> [INFORMATION PROVIDED]:
//! Per-key mutual exclusion for read-modify-write sequences.
//!
//! The store only offers `get` and `put`, so a deposit is a read followed by
//! a write. Two deposits racing on one key can both read the old balance and
//! one update is lost. [`KeyLocks`] hands out one mutex per key so callers
//! sharing a ledger run those sequences one at a time. It does nothing for
//! separate processes writing the same store.

use std::collections::HashMap;
use std::sync::{Arc, Mutex};

/// Table of lazily created per-key mutexes.
///
/// An entry lives only while some caller holds or waits on its lock, so the
/// table size is bounded by the number of in-flight callers, not by the
/// number of distinct keys ever touched.
#[derive(Debug, Default)]
pub struct KeyLocks {
    table: Mutex<HashMap<String, Arc<Mutex<()>>>>,
}

impl KeyLocks {
    pub fn new() -> Self {
        Self::default()
    }

    /// Run `f` while holding the lock for `key`.
    ///
    /// The guarded data is `()`, so a poisoned lock carries no broken state
    /// and is recovered rather than propagated.
    pub fn with_lock<T>(&self, key: &str, f: impl FnOnce() -> T) -> T {
        let slot = {
            let mut table = self.table.lock().unwrap_or_else(|e| e.into_inner());
            Arc::clone(table.entry(key.to_string()).or_default())
        };
        let out = {
            let _guard = slot.lock().unwrap_or_else(|e| e.into_inner());
            f()
        };
        self.release(key, &slot);
        out
    }

    // Waiters clone the slot under the table lock, so a count of two (table
    // plus this caller) means nobody else is queued on the key.
    fn release(&self, key: &str, slot: &Arc<Mutex<()>>) {
        let mut table = self.table.lock().unwrap_or_else(|e| e.into_inner());
        if Arc::strong_count(slot) == 2 {
            table.remove(key);
        }
    }

    /// Number of keys currently held or waited on.
    pub fn len(&self) -> usize {
        self.table.lock().map(|t| t.len()).unwrap_or(0)
    }

    pub fn is_empty(&self) -> bool {
        self.len() == 0
    }
}

#[cfg(test)]
mod tests {
    use super::*;
    use std::sync::atomic::{AtomicUsize, Ordering};
    use std::thread;

    #[test]
    fn returns_closure_value() {
        let locks = KeyLocks::new();
        assert_eq!(locks.with_lock("a", || 42), 42);
        assert!(locks.is_empty());
    }

    #[test]
    fn same_key_is_exclusive() {
        let locks = Arc::new(KeyLocks::new());
        let inside = Arc::new(AtomicUsize::new(0));
        let max_seen = Arc::new(AtomicUsize::new(0));

        let workers: Vec<_> = (0..8)
            .map(|_| {
                let locks = Arc::clone(&locks);
                let inside = Arc::clone(&inside);
                let max_seen = Arc::clone(&max_seen);
                thread::spawn(move || {
                    for _ in 0..50 {
                        locks.with_lock("shared", || {
                            let now = inside.fetch_add(1, Ordering::SeqCst) + 1;
                            max_seen.fetch_max(now, Ordering::SeqCst);
                            thread::yield_now();
                            inside.fetch_sub(1, Ordering::SeqCst);
                        });
                    }
                })
            })
            .collect();
        for w in workers {
            w.join().unwrap();
        }
        assert_eq!(max_seen.load(Ordering::SeqCst), 1);
    }

    #[test]
    fn distinct_keys_do_not_block() {
        let locks = KeyLocks::new();
        // Nested acquisition of different keys must not deadlock.
        let v = locks.with_lock("a", || locks.with_lock("b", || locks.len()));
        assert_eq!(v, 2);
        assert!(locks.is_empty());
    }

    #[test]
    fn released_keys_leave_the_table() {
        let locks = KeyLocks::new();
        for i in 0..1000 {
            locks.with_lock(&format!("k{i}"), || ());
        }
        assert!(locks.is_empty());
    }

    #[test]
    fn contended_key_is_released_by_last_holder() {
        let locks = Arc::new(KeyLocks::new());
        let workers: Vec<_> = (0..8)
            .map(|_| {
                let locks = Arc::clone(&locks);
                thread::spawn(move || {
                    for _ in 0..50 {
                        locks.with_lock("shared", thread::yield_now);
                    }
                })
            })
            .collect();
        for w in workers {
            w.join().unwrap();
        }
        assert!(locks.is_empty());
    }
}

> [TASK PROMPT]:
The reply should consist of one number: how many lines of the material contain the word "slot".

> [RESPONSE TO THE EXERCISE]:
6